(DATA RECORDS Opens)

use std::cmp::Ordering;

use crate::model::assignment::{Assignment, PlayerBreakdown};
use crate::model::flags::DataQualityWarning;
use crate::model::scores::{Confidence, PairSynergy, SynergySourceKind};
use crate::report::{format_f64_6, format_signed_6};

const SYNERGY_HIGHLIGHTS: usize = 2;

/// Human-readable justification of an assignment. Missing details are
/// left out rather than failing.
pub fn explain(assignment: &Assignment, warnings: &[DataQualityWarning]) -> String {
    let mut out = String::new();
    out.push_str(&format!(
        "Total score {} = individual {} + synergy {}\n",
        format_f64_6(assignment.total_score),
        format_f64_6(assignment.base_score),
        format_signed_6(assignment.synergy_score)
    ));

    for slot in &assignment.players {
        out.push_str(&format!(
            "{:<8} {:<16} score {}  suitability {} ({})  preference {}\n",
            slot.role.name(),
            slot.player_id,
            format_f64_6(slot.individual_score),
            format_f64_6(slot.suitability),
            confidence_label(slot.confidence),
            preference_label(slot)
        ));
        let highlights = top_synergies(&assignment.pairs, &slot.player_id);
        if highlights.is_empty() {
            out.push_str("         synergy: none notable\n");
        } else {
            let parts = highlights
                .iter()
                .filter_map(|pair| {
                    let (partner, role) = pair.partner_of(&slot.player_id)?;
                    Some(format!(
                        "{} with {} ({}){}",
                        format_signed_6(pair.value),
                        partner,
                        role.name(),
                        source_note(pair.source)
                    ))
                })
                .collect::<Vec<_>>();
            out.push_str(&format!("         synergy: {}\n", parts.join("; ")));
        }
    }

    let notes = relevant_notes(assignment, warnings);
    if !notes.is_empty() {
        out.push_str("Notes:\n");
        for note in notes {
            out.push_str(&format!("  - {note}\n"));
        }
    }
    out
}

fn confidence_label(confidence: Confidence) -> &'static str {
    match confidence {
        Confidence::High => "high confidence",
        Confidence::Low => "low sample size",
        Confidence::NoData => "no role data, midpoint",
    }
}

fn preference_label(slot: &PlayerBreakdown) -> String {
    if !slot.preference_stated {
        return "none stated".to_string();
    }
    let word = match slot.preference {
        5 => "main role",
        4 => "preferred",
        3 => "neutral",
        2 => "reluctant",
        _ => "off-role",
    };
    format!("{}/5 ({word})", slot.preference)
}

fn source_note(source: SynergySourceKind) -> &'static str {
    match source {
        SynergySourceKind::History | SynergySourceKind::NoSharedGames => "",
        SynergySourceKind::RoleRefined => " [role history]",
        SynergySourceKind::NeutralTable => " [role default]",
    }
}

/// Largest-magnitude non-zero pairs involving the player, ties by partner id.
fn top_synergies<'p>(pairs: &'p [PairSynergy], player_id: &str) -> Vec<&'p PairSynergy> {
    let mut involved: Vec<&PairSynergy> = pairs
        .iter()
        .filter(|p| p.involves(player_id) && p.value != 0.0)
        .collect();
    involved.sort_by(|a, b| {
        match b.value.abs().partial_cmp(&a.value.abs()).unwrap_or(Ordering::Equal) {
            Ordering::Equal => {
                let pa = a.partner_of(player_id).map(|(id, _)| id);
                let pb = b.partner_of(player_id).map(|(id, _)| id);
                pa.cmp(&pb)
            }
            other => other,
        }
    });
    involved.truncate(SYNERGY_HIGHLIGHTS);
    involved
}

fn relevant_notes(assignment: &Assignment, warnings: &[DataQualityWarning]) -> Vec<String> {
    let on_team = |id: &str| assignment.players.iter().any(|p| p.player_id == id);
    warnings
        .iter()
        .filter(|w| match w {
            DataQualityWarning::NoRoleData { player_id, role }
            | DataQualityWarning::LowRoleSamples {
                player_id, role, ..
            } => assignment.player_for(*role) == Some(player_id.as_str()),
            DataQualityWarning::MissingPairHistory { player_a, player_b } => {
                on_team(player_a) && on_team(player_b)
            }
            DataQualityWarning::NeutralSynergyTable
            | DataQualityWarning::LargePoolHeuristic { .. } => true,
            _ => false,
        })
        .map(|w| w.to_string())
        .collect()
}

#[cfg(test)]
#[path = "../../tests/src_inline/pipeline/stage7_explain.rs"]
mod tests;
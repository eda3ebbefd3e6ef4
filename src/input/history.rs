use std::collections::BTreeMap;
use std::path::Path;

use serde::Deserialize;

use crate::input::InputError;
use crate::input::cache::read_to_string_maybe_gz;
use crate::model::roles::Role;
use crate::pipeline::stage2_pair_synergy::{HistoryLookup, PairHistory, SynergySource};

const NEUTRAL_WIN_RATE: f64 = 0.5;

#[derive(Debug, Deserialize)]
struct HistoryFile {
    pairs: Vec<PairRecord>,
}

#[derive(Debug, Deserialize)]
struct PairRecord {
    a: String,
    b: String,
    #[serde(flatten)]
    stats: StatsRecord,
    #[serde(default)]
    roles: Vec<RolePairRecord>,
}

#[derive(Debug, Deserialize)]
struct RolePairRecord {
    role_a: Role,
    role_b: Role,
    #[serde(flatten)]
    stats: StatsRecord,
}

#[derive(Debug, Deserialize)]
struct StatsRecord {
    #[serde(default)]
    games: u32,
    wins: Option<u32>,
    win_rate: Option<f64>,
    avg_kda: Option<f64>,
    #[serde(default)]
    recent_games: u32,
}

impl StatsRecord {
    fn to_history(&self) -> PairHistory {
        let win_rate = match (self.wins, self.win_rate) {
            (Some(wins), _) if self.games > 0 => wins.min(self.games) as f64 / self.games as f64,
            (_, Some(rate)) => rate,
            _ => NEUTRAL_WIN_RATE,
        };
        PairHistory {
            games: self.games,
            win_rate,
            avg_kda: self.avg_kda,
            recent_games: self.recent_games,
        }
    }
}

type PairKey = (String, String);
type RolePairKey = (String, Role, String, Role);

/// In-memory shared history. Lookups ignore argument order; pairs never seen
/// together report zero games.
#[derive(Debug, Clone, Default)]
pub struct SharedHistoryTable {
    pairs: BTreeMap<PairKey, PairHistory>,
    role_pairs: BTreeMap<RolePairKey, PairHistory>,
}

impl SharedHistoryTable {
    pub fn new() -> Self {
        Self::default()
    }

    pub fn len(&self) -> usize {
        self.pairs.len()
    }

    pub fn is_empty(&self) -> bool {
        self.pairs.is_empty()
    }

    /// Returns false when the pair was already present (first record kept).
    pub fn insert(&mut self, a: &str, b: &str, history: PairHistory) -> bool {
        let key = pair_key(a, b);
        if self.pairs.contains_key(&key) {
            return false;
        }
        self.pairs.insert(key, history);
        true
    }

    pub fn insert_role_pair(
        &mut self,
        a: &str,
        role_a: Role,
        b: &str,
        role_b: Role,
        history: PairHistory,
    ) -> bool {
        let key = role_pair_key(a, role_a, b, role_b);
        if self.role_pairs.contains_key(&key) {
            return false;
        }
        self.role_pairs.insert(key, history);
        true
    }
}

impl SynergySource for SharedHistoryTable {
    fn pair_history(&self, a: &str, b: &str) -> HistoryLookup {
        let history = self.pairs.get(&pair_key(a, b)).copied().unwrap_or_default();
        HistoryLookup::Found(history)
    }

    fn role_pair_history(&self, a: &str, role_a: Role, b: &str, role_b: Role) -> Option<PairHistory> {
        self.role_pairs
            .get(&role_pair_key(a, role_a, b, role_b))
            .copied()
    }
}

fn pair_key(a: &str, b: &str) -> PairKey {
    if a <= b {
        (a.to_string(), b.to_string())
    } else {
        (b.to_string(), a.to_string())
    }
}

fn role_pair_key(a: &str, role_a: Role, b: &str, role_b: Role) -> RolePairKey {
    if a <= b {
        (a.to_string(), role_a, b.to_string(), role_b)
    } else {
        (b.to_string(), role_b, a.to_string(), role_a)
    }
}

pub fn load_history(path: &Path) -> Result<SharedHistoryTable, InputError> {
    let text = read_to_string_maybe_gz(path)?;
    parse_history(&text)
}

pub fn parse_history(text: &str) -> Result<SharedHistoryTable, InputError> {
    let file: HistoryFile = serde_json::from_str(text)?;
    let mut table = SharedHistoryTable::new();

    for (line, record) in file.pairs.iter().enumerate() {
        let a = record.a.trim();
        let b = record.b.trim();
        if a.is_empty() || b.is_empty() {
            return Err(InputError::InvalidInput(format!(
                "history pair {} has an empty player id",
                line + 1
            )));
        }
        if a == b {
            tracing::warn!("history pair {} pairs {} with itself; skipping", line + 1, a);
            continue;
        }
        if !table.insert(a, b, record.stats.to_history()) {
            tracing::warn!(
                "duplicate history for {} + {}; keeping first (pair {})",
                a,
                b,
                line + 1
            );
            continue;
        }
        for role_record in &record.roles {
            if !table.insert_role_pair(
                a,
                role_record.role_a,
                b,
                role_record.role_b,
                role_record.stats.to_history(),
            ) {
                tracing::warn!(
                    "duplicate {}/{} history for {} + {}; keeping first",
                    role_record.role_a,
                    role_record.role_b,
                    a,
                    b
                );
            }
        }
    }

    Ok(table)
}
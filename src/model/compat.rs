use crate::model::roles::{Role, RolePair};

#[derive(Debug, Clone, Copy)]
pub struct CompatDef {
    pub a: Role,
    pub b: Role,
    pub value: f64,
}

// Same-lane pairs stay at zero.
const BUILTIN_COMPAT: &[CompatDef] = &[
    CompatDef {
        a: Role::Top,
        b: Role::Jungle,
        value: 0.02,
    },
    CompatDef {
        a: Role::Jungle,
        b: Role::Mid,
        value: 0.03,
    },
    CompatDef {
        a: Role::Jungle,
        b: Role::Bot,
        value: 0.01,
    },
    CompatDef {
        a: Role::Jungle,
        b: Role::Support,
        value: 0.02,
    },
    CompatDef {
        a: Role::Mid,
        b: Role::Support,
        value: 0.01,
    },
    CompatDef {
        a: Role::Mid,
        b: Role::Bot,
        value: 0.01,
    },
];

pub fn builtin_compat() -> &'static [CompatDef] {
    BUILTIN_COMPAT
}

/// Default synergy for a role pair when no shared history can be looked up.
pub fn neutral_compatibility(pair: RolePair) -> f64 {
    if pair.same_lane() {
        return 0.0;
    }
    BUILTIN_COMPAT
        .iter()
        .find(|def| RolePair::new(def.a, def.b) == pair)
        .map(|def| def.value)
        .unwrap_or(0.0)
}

(DATA RECORDS Closes)

In the records above, which lines hold the string "trim"? Copy each one.

[EXPECTED ANSWER]:
        let a = record.a.trim();
        let b = record.b.trim();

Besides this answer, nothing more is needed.